Dental caries (tooth decay) is the most prevalent dental disease among children and adults around the world. If left too long before treatment, the disease results in difficulty eating, infection and even tooth loss. Research published by the international society for optics and photonics SPIE, in the Journal of Biomedical Optics, describes a method enabling much earlier detection using inexpensive long wavelength infrared imaging.
A cavity begins with a minute amount of mineral loss from the tooth enamel surface, resulting from the acidic environment of dental plaques. If caries can be detected early enough, the progression can be stopped or even reversed.
Dentists currently rely on two methods to detect early caries: x-ray imaging and visual inspection. But both of these diagnostics have limitations: dentists can’t see caries until it is relatively advanced, and x-rays can’t detect early occlusal caries.
In “First step toward translation of thermophotonic lock-in imaging to dentistry as an early caries detection technology,” Ashkan Ojaghi, Artur Parkhimchyk and Nima Tabatabaei of York University in Toronto describe a low-cost thermophotonic lock-in imaging (TPLI) imaging tool that would allow dentists to detect developing caries much earlier than x-rays or visual analysis.
The TPLI tool uses a long-wavelength infrared camera to detect the small amount of thermal infrared radiation emitted from dental caries after stimulation by a light source.
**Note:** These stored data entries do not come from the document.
//! Turtle Trip command-line host
//!
//! Reads one turtle command per line from a script (or stdin), runs them on a
//! headless canvas and prints where the turtle ended up along with every
//! segment it drew.

use std::io::Read;
use std::path::{Path, PathBuf};

use anyhow::{Context, Result};
use clap::{Parser, ValueEnum};
use turtle_core::{CommandError, MovementPolicy, Session, TurtleCommand, TurtleConfig};

#[derive(Parser, Debug)]
#[command(name = "turtle-trip", version, about = "Run Logo turtle scripts")]
struct Cli {
    /// Script to run, one command per line (reads stdin when omitted)
    #[arg(value_name = "SCRIPT", value_hint = clap::ValueHint::FilePath)]
    script: Option<PathBuf>,

    /// RON configuration file
    #[arg(short, long, value_hint = clap::ValueHint::FilePath)]
    config: Option<PathBuf>,

    /// Movement policy, overrides the configuration
    #[arg(short, long)]
    policy: Option<PolicyArg>,

    /// Surface width, overrides the configuration
    #[arg(long)]
    width: Option<f64>,

    /// Surface height, overrides the configuration
    #[arg(long)]
    height: Option<f64>,

    /// Log every move and turn
    #[arg(short, long)]
    verbose: bool,
}

#[derive(Clone, Copy, Debug, ValueEnum, PartialEq, Eq)]
enum PolicyArg {
    Strict,
    Clamped,
}

impl From<PolicyArg> for MovementPolicy {
    fn from(arg: PolicyArg) -> Self {
        match arg {
            PolicyArg::Strict => MovementPolicy::Strict,
            PolicyArg::Clamped => MovementPolicy::Clamped,
        }
    }
}

fn main() -> Result<()> {
    let cli = Cli::parse();
    init_tracing(cli.verbose);

    let config = resolve_config(&cli)?;
    let source = read_script(cli.script.as_deref())?;

    let mut session = config.build_session();
    let report = run_script(&mut session, &source);

    println!("{}", session.turtle());
    for segment in session.segments() {
        println!("{} -> {}", segment.from, segment.to);
    }

    if report.failed() > 0 {
        anyhow::bail!(
            "{} of {} commands failed",
            report.failed(),
            report.total()
        );
    }
    Ok(())
}

fn init_tracing(verbose: bool) {
    use tracing_subscriber::{layer::SubscriberExt, util::SubscriberInitExt};

    let default_filter = if verbose {
        "turtle_core=debug,turtle_trip=debug"
    } else {
        "turtle_core=info,turtle_trip=info"
    };

    tracing_subscriber::registry()
        .with(
            tracing_subscriber::EnvFilter::try_from_default_env()
                .unwrap_or_else(|_| default_filter.into()),
        )
        .with(tracing_subscriber::fmt::layer().with_writer(std::io::stderr))
        .init();
}

/// Load the configuration file, if any, then apply command-line overrides
fn resolve_config(cli: &Cli) -> Result<TurtleConfig> {
    let mut config = match &cli.config {
        Some(path) => TurtleConfig::load(path)
            .with_context(|| format!("Failed to load config: {}", path.display()))?,
        None => TurtleConfig::default(),
    };

    if let Some(policy) = cli.policy {
        config.policy = policy.into();
    }
    if let Some(width) = cli.width {
        config.surface.width = width;
    }
    if let Some(height) = cli.height {
        config.surface.height = height;
    }
    config.validate().context("Invalid surface size")?;

    Ok(config)
}

fn read_script(path: Option<&Path>) -> Result<String> {
    match path {
        Some(path) => std::fs::read_to_string(path)
            .with_context(|| format!("Failed to read script: {}", path.display())),
        None => {
            let mut source = String::new();
            std::io::stdin()
                .read_to_string(&mut source)
                .context("Failed to read script from stdin")?;
            Ok(source)
        }
    }
}

/// Outcome of running a script
#[derive(Debug, Default)]
struct RunReport {
    commands: usize,
    parse_errors: Vec<(usize, CommandError)>,
    turtle_errors: usize,
}

impl RunReport {
    fn total(&self) -> usize {
        self.commands + self.parse_errors.len()
    }

    fn failed(&self) -> usize {
        self.parse_errors.len() + self.turtle_errors
    }
}

/// Skip blank lines and `#` comments
fn script_lines(source: &str) -> impl Iterator<Item = (usize, &str)> {
    source
        .lines()
        .enumerate()
        .map(|(index, line)| (index + 1, line.trim()))
        .filter(|(_, line)| !line.is_empty() && !line.starts_with('#'))
}

/// Queue every parsable line on the session, then drain the queue
fn run_script(session: &mut Session, source: &str) -> RunReport {
    let mut report = RunReport::default();

    for (line_number, line) in script_lines(source) {
        match line.parse::<TurtleCommand>() {
            Ok(command) => {
                session.queue(command);
                report.commands += 1;
            }
            Err(e) => {
                tracing::warn!("Line {}: {}", line_number, e);
                report.parse_errors.push((line_number, e));
            }
        }
    }

    tracing::info!("Running {} commands", session.pending_len());
    report.turtle_errors = session.process_pending().len();
    report
}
To test the effectiveness of this new imaging tool, the authors artificially induced early demineralisation on an extracted human molar by submerging it in an acid solution for 2, 4, 6, 8, and 10 days. The TPLI image taken after just two days clearly showed the presence of a lesion, whereas a trained dental practitioner could not visually detect the same lesion even after ten days of demineralisation.
Journal associate editor Andreas Mandelis, professor of mechanical and industrial engineering at the University of Toronto, said, “This paper will have a high impact on the way dentists diagnose incipient caries. The long-wave IR thermophotonic imaging technology is at its nascent steps, but this paper brings it closer to actual clinical practice.”
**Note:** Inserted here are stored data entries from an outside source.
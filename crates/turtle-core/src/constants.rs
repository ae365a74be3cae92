//! Global constants for turtle-core

/// Tolerance for vector comparisons (unit length, collinearity, coincidence)
pub const EPSILON: f64 = 1e-9;

/// Default drawing surface width, in surface units
pub const DEFAULT_SURFACE_WIDTH: f64 = 650.0;

/// Default drawing surface height, in surface units
pub const DEFAULT_SURFACE_HEIGHT: f64 = 400.0;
The tool has the benefits of being non-contact, non-invasive and low-cost, and has great potential as a commercially viable diagnostic imaging device for dentistry.
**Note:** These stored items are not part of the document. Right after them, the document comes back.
//! Clause structure search.
//!
//! - [`criterion`]: impurity of a literal's match/no-match split
//! - [`strategy`]: which scored candidate to keep
//! - [`builder`]: the greedy search that grows one clause

pub mod builder;
pub mod criterion;
pub mod strategy;

use std::collections::BTreeMap;

use crate::error::{ConfigError, ConfigResult};
use crate::grammar::{ConstantPool, Mode, derive_constants, validate_mode_structure};
use crate::term::{Fact, Predicate};

pub use builder::{BuilderConfig, ClauseBuilder, LeafStatistics, LearnedClause, StopReason};
pub use criterion::Criterion;
pub use strategy::Strategy;

/// Everything fixed about a search before it starts: the target, the mode
/// declarations, each predicate's argument types, and the constant pool.
#[derive(Debug, Clone)]
pub struct SearchSpace {
    pub target: Predicate,
    pub modes: Vec<Mode>,
    pub signatures: BTreeMap<Predicate, Vec<String>>,
    pub constants: ConstantPool,
}

impl SearchSpace {
    /// Validate the modes against `target` and derive constants from `background`.
    pub fn new(target: &str, modes: Vec<Mode>, background: &[Fact]) -> ConfigResult<Self> {
        if target.trim().is_empty() {
            return Err(ConfigError::MissingTarget);
        }
        let target = Predicate::new(target.trim());
        let signatures = validate_mode_structure(&modes)?;
        if !signatures.contains_key(&target) {
            return Err(ConfigError::NoTargetModes {
                target: target.to_string(),
            });
        }
        let constants = derive_constants(&modes, background);
        Ok(Self {
            target,
            modes,
            signatures,
            constants,
        })
    }

    /// Argument types of the target.
    pub fn target_signature(&self) -> &[String] {
        self.signatures
            .get(&self.target)
            .map(Vec::as_slice)
            .unwrap_or_default()
    }

    /// Predicates that may appear in a body.
    pub fn body_predicate_count(&self, allow_recursion: bool) -> usize {
        self.signatures
            .keys()
            .filter(|p| allow_recursion || **p != self.target)
            .count()
    }
}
Lihong Wang, Gene K. Beare Distinguished Professor of Biomedical Engineering at Washington University in St. Louis, is editor-in-chief of the Journal of Biomedical Optics. The journal is published in print and digitally in the SPIE Digital Library, which contains more than 450,000 articles from SPIE journals, proceedings and books, with approximately 18,000 new research papers added each year.